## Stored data
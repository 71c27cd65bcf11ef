use serde::{Deserialize, Serialize};

use super::{Axis, AxisSurface, TickLabelStyle};
use crate::error::{AxisError, AxisResult};

/// Axis state held by [`RecordingSurface`].
#[derive(Debug, Clone, PartialEq, Serialize, Deserialize)]
pub struct RecordedAxis {
    pub data_range: (f64, f64),
    pub limits: (f64, f64),
    pub ticks: Vec<f64>,
    pub labels: Vec<String>,
    pub label_style: Option<TickLabelStyle>,
    /// Number of limit/tick/label writes received.
    pub mutation_count: usize,
}

impl Default for RecordedAxis {
    fn default() -> Self {
        Self {
            data_range: (f64::NAN, f64::NAN),
            limits: (0.0, 1.0),
            ticks: Vec::new(),
            labels: Vec::new(),
            label_style: None,
            mutation_count: 0,
        }
    }
}

/// In-memory surface used by tests and headless tuning.
///
/// It keeps whatever the tuning operations write so callers can inspect the
/// resulting ticks, limits and labels without a plotting backend.
#[derive(Debug, Clone, Default, PartialEq, Serialize, Deserialize)]
pub struct RecordingSurface {
    horizontal: RecordedAxis,
    vertical: RecordedAxis,
}

impl RecordingSurface {
    #[must_use]
    pub fn new() -> Self {
        Self::default()
    }

    /// Sets the plotted data range from raw values, ignoring NaN samples.
    #[must_use]
    pub fn with_data(mut self, axis: Axis, values: &[f64]) -> Self {
        let (min, max) = values
            .iter()
            .copied()
            .filter(|value| !value.is_nan())
            .fold((f64::NAN, f64::NAN), |(min, max), value| {
                (min.min(value), max.max(value))
            });
        self.axis_mut(axis).data_range = (min, max);
        self
    }

    #[must_use]
    pub fn with_data_range(mut self, axis: Axis, min: f64, max: f64) -> Self {
        self.axis_mut(axis).data_range = (min, max);
        self
    }

    #[must_use]
    pub fn with_limits(mut self, axis: Axis, lo: f64, hi: f64) -> Self {
        self.axis_mut(axis).limits = (lo, hi);
        self
    }

    #[must_use]
    pub fn with_ticks(mut self, axis: Axis, ticks: &[f64]) -> Self {
        self.axis_mut(axis).ticks = ticks.to_vec();
        self
    }

    #[must_use]
    pub fn axis(&self, axis: Axis) -> &RecordedAxis {
        match axis {
            Axis::Horizontal => &self.horizontal,
            Axis::Vertical => &self.vertical,
        }
    }

    #[must_use]
    pub fn labels(&self, axis: Axis) -> &[String] {
        &self.axis(axis).labels
    }

    #[must_use]
    pub fn mutation_count(&self, axis: Axis) -> usize {
        self.axis(axis).mutation_count
    }

    pub fn to_json_pretty(&self) -> AxisResult<String> {
        serde_json::to_string_pretty(self).map_err(|e| {
            AxisError::InvalidConfig(format!("failed to serialize recorded surface: {e}"))
        })
    }

    fn axis_mut(&mut self, axis: Axis) -> &mut RecordedAxis {
        match axis {
            Axis::Horizontal => &mut self.horizontal,
            Axis::Vertical => &mut self.vertical,
        }
    }
}

impl AxisSurface for RecordingSurface {
    fn data_range(&self, axis: Axis) -> (f64, f64) {
        self.axis(axis).data_range
    }

    fn limits(&self, axis: Axis) -> (f64, f64) {
        self.axis(axis).limits
    }

    fn ticks(&self, axis: Axis) -> Vec<f64> {
        self.axis(axis).ticks.clone()
    }

    fn set_limits(&mut self, axis: Axis, limits: (f64, f64)) {
        let state = self.axis_mut(axis);
        state.limits = limits;
        state.mutation_count += 1;
    }

    fn set_ticks(&mut self, axis: Axis, ticks: &[f64]) {
        let state = self.axis_mut(axis);
        state.ticks = ticks.to_vec();
        state.mutation_count += 1;
    }

    fn set_tick_labels(&mut self, axis: Axis, labels: &[String], style: TickLabelStyle) {
        let state = self.axis_mut(axis);
        state.labels = labels.to_vec();
        state.label_style = Some(style);
        state.mutation_count += 1;
    }
}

## TASK ITEM
Line by line, set the records above down again exactly.

## YOUR RESPONSE
repository 71c27cd65bcf11ef
use serde::{Deserialize, Serialize};

use super::{Axis, AxisSurface, TickLabelStyle};
use crate::error::{AxisError, AxisResult};

/// Axis state held by [`RecordingSurface`].
#[derive(Debug, Clone, PartialEq, Serialize, Deserialize)]
pub struct RecordedAxis {
    pub data_range: (f64, f64),
    pub limits: (f64, f64),
    pub ticks: Vec<f64>,
    pub labels: Vec<String>,
    pub label_style: Option<TickLabelStyle>,
    /// Number of limit/tick/label writes received.
    pub mutation_count: usize,
}

impl Default for RecordedAxis {
    fn default() -> Self {
        Self {
            data_range: (f64::NAN, f64::NAN),
            limits: (0.0, 1.0),
            ticks: Vec::new(),
            labels: Vec::new(),
            label_style: None,
            mutation_count: 0,
        }
    }
}

/// In-memory surface used by tests and headless tuning.
///
/// It keeps whatever the tuning operations write so callers can inspect the
/// resulting ticks, limits and labels without a plotting backend.
#[derive(Debug, Clone, Default, PartialEq, Serialize, Deserialize)]
pub struct RecordingSurface {
    horizontal: RecordedAxis,
    vertical: RecordedAxis,
}

impl RecordingSurface {
    #[must_use]
    pub fn new() -> Self {
        Self::default()
    }

    /// Sets the plotted data range from raw values, ignoring NaN samples.
    #[must_use]
    pub fn with_data(mut self, axis: Axis, values: &[f64]) -> Self {
        let (min, max) = values
            .iter()
            .copied()
            .filter(|value| !value.is_nan())
            .fold((f64::NAN, f64::NAN), |(min, max), value| {
                (min.min(value), max.max(value))
            });
        self.axis_mut(axis).data_range = (min, max);
        self
    }

    #[must_use]
    pub fn with_data_range(mut self, axis: Axis, min: f64, max: f64) -> Self {
        self.axis_mut(axis).data_range = (min, max);
        self
    }

    #[must_use]
    pub fn with_limits(mut self, axis: Axis, lo: f64, hi: f64) -> Self {
        self.axis_mut(axis).limits = (lo, hi);
        self
    }

    #[must_use]
    pub fn with_ticks(mut self, axis: Axis, ticks: &[f64]) -> Self {
        self.axis_mut(axis).ticks = ticks.to_vec();
        self
    }

    #[must_use]
    pub fn axis(&self, axis: Axis) -> &RecordedAxis {
        match axis {
            Axis::Horizontal => &self.horizontal,
            Axis::Vertical => &self.vertical,
        }
    }

    #[must_use]
    pub fn labels(&self, axis: Axis) -> &[String] {
        &self.axis(axis).labels
    }

    #[must_use]
    pub fn mutation_count(&self, axis: Axis) -> usize {
        self.axis(axis).mutation_count
    }

    pub fn to_json_pretty(&self) -> AxisResult<String> {
        serde_json::to_string_pretty(self).map_err(|e| {
            AxisError::InvalidConfig(format!("failed to serialize recorded surface: {e}"))
        })
    }

    fn axis_mut(&mut self, axis: Axis) -> &mut RecordedAxis {
        match axis {
            Axis::Horizontal => &mut self.horizontal,
            Axis::Vertical => &mut self.vertical,
        }
    }
}

impl AxisSurface for RecordingSurface {
    fn data_range(&self, axis: Axis) -> (f64, f64) {
        self.axis(axis).data_range
    }

    fn limits(&self, axis: Axis) -> (f64, f64) {
        self.axis(axis).limits
    }

    fn ticks(&self, axis: Axis) -> Vec<f64> {
        self.axis(axis).ticks.clone()
    }

    fn set_limits(&mut self, axis: Axis, limits: (f64, f64)) {
        let state = self.axis_mut(axis);
        state.limits = limits;
        state.mutation_count += 1;
    }

    fn set_ticks(&mut self, axis: Axis, ticks: &[f64]) {
        let state = self.axis_mut(axis);
        state.ticks = ticks.to_vec();
        state.mutation_count += 1;
    }

    fn set_tick_labels(&mut self, axis: Axis, labels: &[String], style: TickLabelStyle) {
        let state = self.axis_mut(axis);
        state.labels = labels.to_vec();
        state.label_style = Some(style);
        state.mutation_count += 1;
    }
}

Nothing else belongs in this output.